The eight students were released on bail on Monday after having served more than five months in detention camps, without being charged. About two weeks before their release, their case was transferred to the state prosecution on charges of undermining of the Constitutional order.
The prosecution dismissed the complaint for lack of evidence. The bail procedure stipulated that the guarantor will have to pay the NISS the amount of SDG 100,000 ($5,500*) should the students express their opinions in public again.
They are seeking to fabricate arbitrary charges against the students to keep them in detention for as long as possible.” - lawyer
Defence lawyer Abdo Ishag Omar told Radio Dabanga that the state security prosecution summoned the eight students on Thursday, and re-detained them on the basis of new accusations.
“After the students appeared at the NISS office, security agents seized their cell phones. The officers then claimed the telephones contained messages and documents calling for actions against the government, and accused the students of committing war crimes,” Omar explained.
According to the lawyer, the evidence has been falsely produced. “The security apparatus did never refer to these document during the students’ long detention. They are seeking to fabricate arbitrary charges against the students to keep them in detention for as long as possible.

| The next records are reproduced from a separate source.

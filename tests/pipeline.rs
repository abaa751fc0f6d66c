//! Filter → sort → paginate over a generated course list

use grade_finder::core::filter::{AverageBand, FilterSelection, Selection};
use grade_finder::core::models::Course;
use grade_finder::core::render::table::{PageSize, Paginator};
use grade_finder::core::sort::CourseSort;

const FACULTIES: [&str; 3] = ["Faculty of Science", "Faculty of Arts", "Faculty of Applied Science"];

/// 237 courses with distinct averages spread over every band and level
fn catalogue() -> Vec<Course> {
    (0..237u32)
        .map(|i| {
            let level = 100 * (i % 5 + 1);
            let mut course = Course::new(
                format!("SUBJ {}", level + i % 100),
                format!("Course {i}"),
                "Subject".to_string(),
                FACULTIES[(i % 3) as usize].to_string(),
            )
            .with_grades(40.0 + f64::from(i) * 0.25, 10 + i * 7);
            course.credits = match i % 4 {
                0 => None,
                n => Some(n),
            };
            course
        })
        .collect()
}

fn codes(courses: &[&Course]) -> Vec<String> {
    courses.iter().map(|c| c.code.clone()).collect()
}

#[test]
fn test_default_selection_keeps_everything_in_order() {
    let courses = catalogue();
    let kept = FilterSelection::default().filter_courses(&courses);
    assert_eq!(kept.len(), courses.len());
    assert!(kept.iter().zip(&courses).all(|(a, b)| std::ptr::eq(*a, b)));
}

#[test]
fn test_empty_dimension_matches_nothing() {
    let courses = catalogue();
    for selection in [
        FilterSelection {
            faculties: Selection::None,
            ..FilterSelection::default()
        },
        FilterSelection {
            averages: Selection::None,
            ..FilterSelection::default()
        },
        FilterSelection {
            credits: Selection::None,
            ..FilterSelection::default()
        },
    ] {
        assert!(selection.filter_courses(&courses).is_empty());
    }
}

#[test]
fn test_every_kept_record_satisfies_every_dimension() {
    let courses = catalogue();
    let selection = FilterSelection {
        year_levels: Selection::only([200, 400]),
        averages: Selection::only([AverageBand::From70, AverageBand::From80]),
        credits: Selection::only([0, 3]),
        ..FilterSelection::default()
    };
    let kept = selection.filter_courses(&courses);
    assert!(!kept.is_empty());
    for course in &kept {
        assert!(matches!(course.year_level(), Some(200 | 400)));
        assert!((70.0..85.0).contains(&course.average));
        assert!(matches!(course.credits, None | Some(3)));
    }
    let rejected = courses.len() - kept.len();
    assert_eq!(
        rejected,
        courses.iter().filter(|c| !selection.matches_course(c)).count()
    );
}

#[test]
fn test_search_is_case_insensitive_and_ignores_code_spacing() {
    let courses = catalogue();
    let spaced = FilterSelection {
        search: "subj 1".to_string(),
        ..FilterSelection::default()
    };
    let packed = FilterSelection {
        search: "SUBJ1".to_string(),
        ..FilterSelection::default()
    };
    assert_eq!(
        codes(&spaced.filter_courses(&courses)),
        codes(&packed.filter_courses(&courses))
    );
}

#[test]
fn test_average_sort_directions_are_reverses() {
    let courses = catalogue();
    let mut descending = FilterSelection::default().filter_courses(&courses);
    let mut ascending = descending.clone();
    CourseSort::AverageDesc.sort(&mut descending);
    CourseSort::AverageAsc.sort(&mut ascending);

    ascending.reverse();
    assert_eq!(codes(&descending), codes(&ascending));
    assert!(descending.windows(2).all(|w| w[0].average >= w[1].average));
}

#[test]
fn test_pages_cover_the_result_exactly_once() {
    let courses = catalogue();
    let mut kept = FilterSelection::default().filter_courses(&courses);
    CourseSort::Code.sort(&mut kept);

    for size in PageSize::ALL {
        let mut paginator = Paginator::new(size);
        let pages = paginator.total_pages(kept.len());
        let expected = size.rows().map_or(1, |rows| kept.len().div_ceil(rows));
        assert_eq!(pages, expected, "page count for {size}");

        let mut seen = Vec::new();
        for page in 1..=pages {
            paginator.go_to(page, kept.len());
            let window = paginator.window(&kept);
            if page < pages {
                assert_eq!(Some(window.len()), size.rows());
            }
            seen.extend_from_slice(window);
        }
        assert_eq!(codes(&seen), codes(&kept));
    }
}

#[test]
fn test_page_is_clamped_to_the_result() {
    let courses = catalogue();
    let mut paginator = Paginator::new(PageSize::Fifty);
    paginator.go_to(99, courses.len());
    assert_eq!(paginator.page(), 5);
    paginator.go_to(0, courses.len());
    assert_eq!(paginator.page(), 1);

    paginator.last(courses.len());
    paginator.set_size(PageSize::Hundred);
    assert_eq!(paginator.page(), 1);
    assert_eq!(paginator.total_pages(0), 0);
}
//! Data loading errors

use thiserror::Error;

/// Failure while loading a dataset.
///
/// Payloads are plain strings so a failure can be cached and handed out to
/// every later caller of the same key.
#[derive(Debug, Clone, PartialEq, Eq, Error)]
pub enum LoadError {
    /// The server answered with a non-success status
    #[error("HTTP {status} fetching {url}")]
    Http {
        /// Requested URL
        url: String,
        /// Response status code
        status: u16,
    },

    /// The request never produced a response
    #[error("Network error fetching {url}: {message}")]
    Network {
        /// Requested URL
        url: String,
        /// Transport error text
        message: String,
    },

    /// A local dataset file does not exist
    #[error("Dataset not found: {path}")]
    Missing {
        /// File path
        path: String,
    },

    /// A local dataset file could not be read
    #[error("Could not read {path}: {message}")]
    Io {
        /// File path
        path: String,
        /// I/O error text
        message: String,
    },

    /// The dataset was fetched but is not the expected JSON
    #[error("Could not parse {path}: {message}")]
    Parse {
        /// Dataset path relative to the data root
        path: String,
        /// JSON error text
        message: String,
    },

    /// The HTTP client could not be constructed
    #[error("HTTP client setup failed: {0}")]
    Client(String),

    /// The cache was cleared or the context changed while the load was in flight
    #[error("Load superseded by a newer context")]
    Superseded,
}

impl LoadError {
    /// Whether the error means the record set simply does not exist
    /// (404 or missing file) rather than a transient failure.
    #[must_use]
    pub const fn is_not_found(&self) -> bool {
        match self {
            Self::Http { status, .. } => *status == 404,
            Self::Missing { .. } => true,
            _ => false,
        }
    }
}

“There has not been any justice, right from the start,” he said.
Six of them were transferred to Khartoum on 17 February, but their whereabouts are unknown, the African Centre for Justice and Peace Studies (ACJPS) reported on Friday.
They were first detained, together with dozens of others on January 12, as they staged a protest at the campus and set fire to university buildings, in protest against the killing of two of their colleagues by an army soldier the day before.
* Based on the official US Dollar rate quoted by the Central Bank of Sudan (CBoS)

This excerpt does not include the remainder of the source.